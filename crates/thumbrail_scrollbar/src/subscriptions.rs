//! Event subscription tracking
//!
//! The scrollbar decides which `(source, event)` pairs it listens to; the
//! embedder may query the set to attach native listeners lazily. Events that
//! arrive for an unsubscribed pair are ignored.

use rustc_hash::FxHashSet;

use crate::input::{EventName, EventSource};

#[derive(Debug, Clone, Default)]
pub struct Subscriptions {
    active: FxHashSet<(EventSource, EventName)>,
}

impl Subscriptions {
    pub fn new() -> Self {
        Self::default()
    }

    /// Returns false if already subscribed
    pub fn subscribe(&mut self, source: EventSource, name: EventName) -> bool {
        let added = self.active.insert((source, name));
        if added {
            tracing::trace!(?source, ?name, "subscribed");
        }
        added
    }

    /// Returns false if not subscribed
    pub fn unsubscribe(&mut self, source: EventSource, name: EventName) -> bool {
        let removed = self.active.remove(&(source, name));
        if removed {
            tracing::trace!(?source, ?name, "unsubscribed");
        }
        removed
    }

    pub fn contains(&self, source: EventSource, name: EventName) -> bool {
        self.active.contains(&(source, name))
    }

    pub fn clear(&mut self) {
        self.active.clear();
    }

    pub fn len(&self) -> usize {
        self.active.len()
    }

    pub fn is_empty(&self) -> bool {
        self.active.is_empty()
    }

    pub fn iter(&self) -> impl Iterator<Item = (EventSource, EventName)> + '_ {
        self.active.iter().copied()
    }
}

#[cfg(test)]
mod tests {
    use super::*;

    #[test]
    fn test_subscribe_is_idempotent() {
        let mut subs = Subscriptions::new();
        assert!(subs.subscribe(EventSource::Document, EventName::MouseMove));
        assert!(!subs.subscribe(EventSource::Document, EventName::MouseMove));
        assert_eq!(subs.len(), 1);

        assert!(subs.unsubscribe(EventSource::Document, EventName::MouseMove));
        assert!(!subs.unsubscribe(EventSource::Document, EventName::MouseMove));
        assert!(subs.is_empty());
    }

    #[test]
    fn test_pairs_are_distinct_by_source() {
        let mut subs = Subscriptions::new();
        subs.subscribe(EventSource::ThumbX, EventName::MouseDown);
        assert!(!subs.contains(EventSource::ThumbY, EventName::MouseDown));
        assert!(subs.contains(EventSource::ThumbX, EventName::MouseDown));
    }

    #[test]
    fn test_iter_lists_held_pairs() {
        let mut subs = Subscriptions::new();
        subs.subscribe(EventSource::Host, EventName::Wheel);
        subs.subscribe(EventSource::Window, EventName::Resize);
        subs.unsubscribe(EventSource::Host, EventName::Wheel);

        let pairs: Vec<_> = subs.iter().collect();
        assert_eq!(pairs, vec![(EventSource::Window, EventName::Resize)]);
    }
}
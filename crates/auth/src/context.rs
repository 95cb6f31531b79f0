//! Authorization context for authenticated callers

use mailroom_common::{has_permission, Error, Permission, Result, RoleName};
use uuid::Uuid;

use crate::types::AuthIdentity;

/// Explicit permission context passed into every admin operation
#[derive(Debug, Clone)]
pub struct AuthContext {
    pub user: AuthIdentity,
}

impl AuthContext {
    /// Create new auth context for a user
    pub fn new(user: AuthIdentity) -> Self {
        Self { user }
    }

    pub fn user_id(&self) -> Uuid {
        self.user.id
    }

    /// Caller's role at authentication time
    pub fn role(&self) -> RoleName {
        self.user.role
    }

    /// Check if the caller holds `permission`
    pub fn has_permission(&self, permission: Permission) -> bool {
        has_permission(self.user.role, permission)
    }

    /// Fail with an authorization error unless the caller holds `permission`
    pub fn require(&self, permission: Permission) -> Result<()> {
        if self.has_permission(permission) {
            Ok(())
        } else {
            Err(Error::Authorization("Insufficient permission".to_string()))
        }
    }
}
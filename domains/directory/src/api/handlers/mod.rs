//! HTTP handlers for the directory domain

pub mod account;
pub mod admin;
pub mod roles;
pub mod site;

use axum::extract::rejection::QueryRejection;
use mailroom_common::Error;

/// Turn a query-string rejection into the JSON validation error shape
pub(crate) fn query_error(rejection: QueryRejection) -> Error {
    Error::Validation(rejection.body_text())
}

☆ ☆ ☆ ☆ ☆ ☆ ☆

__WHAT YOU HAVE TO DO__:
All lines of the data above must be returned exactly.

__ANSWER FOR THIS EXERCISE__:
filename crates/thumbrail_scrollbar/src/subscriptions.rs
//! Event subscription tracking
//!
//! The scrollbar decides which `(source, event)` pairs it listens to; the
//! embedder may query the set to attach native listeners lazily. Events that
//! arrive for an unsubscribed pair are ignored.

use rustc_hash::FxHashSet;

use crate::input::{EventName, EventSource};

#[derive(Debug, Clone, Default)]
pub struct Subscriptions {
    active: FxHashSet<(EventSource, EventName)>,
}

impl Subscriptions {
    pub fn new() -> Self {
        Self::default()
    }

    /// Returns false if already subscribed
    pub fn subscribe(&mut self, source: EventSource, name: EventName) -> bool {
        let added = self.active.insert((source, name));
        if added {
            tracing::trace!(?source, ?name, "subscribed");
        }
        added
    }

    /// Returns false if not subscribed
    pub fn unsubscribe(&mut self, source: EventSource, name: EventName) -> bool {
        let removed = self.active.remove(&(source, name));
        if removed {
            tracing::trace!(?source, ?name, "unsubscribed");
        }
        removed
    }

    pub fn contains(&self, source: EventSource, name: EventName) -> bool {
        self.active.contains(&(source, name))
    }

    pub fn clear(&mut self) {
        self.active.clear();
    }

    pub fn len(&self) -> usize {
        self.active.len()
    }

    pub fn is_empty(&self) -> bool {
        self.active.is_empty()
    }

    pub fn iter(&self) -> impl Iterator<Item = (EventSource, EventName)> + '_ {
        self.active.iter().copied()
    }
}

#[cfg(test)]
mod tests {
    use super::*;

    #[test]
    fn test_subscribe_is_idempotent() {
        let mut subs = Subscriptions::new();
        assert!(subs.subscribe(EventSource::Document, EventName::MouseMove));
        assert!(!subs.subscribe(EventSource::Document, EventName::MouseMove));
        assert_eq!(subs.len(), 1);

        assert!(subs.unsubscribe(EventSource::Document, EventName::MouseMove));
        assert!(!subs.unsubscribe(EventSource::Document, EventName::MouseMove));
        assert!(subs.is_empty());
    }

    #[test]
    fn test_pairs_are_distinct_by_source() {
        let mut subs = Subscriptions::new();
        subs.subscribe(EventSource::ThumbX, EventName::MouseDown);
        assert!(!subs.contains(EventSource::ThumbY, EventName::MouseDown));
        assert!(subs.contains(EventSource::ThumbX, EventName::MouseDown));
    }

    #[test]
    fn test_iter_lists_held_pairs() {
        let mut subs = Subscriptions::new();
        subs.subscribe(EventSource::Host, EventName::Wheel);
        subs.subscribe(EventSource::Window, EventName::Resize);
        subs.unsubscribe(EventSource::Host, EventName::Wheel);

        let pairs: Vec<_> = subs.iter().collect();
        assert_eq!(pairs, vec![(EventSource::Window, EventName::Resize)]);
    }
}
filename crates/auth/src/context.rs
repository 95cb6f31531b79f0
//! Authorization context for authenticated callers

use mailroom_common::{has_permission, Error, Permission, Result, RoleName};
use uuid::Uuid;

use crate::types::AuthIdentity;

/// Explicit permission context passed into every admin operation
#[derive(Debug, Clone)]
pub struct AuthContext {
    pub user: AuthIdentity,
}

impl AuthContext {
    /// Create new auth context for a user
    pub fn new(user: AuthIdentity) -> Self {
        Self { user }
    }

    pub fn user_id(&self) -> Uuid {
        self.user.id
    }

    /// Caller's role at authentication time
    pub fn role(&self) -> RoleName {
        self.user.role
    }

    /// Check if the caller holds `permission`
    pub fn has_permission(&self, permission: Permission) -> bool {
        has_permission(self.user.role, permission)
    }

    /// Fail with an authorization error unless the caller holds `permission`
    pub fn require(&self, permission: Permission) -> Result<()> {
        if self.has_permission(permission) {
            Ok(())
        } else {
            Err(Error::Authorization("Insufficient permission".to_string()))
        }
    }
}
filename domains/directory/src/api/handlers/mod.rs
//! HTTP handlers for the directory domain

pub mod account;
pub mod admin;
pub mod roles;
pub mod site;

use axum::extract::rejection::QueryRejection;
use mailroom_common::Error;

/// Turn a query-string rejection into the JSON validation error shape
pub(crate) fn query_error(rejection: QueryRejection) -> Error {
    Error::Validation(rejection.body_text())
}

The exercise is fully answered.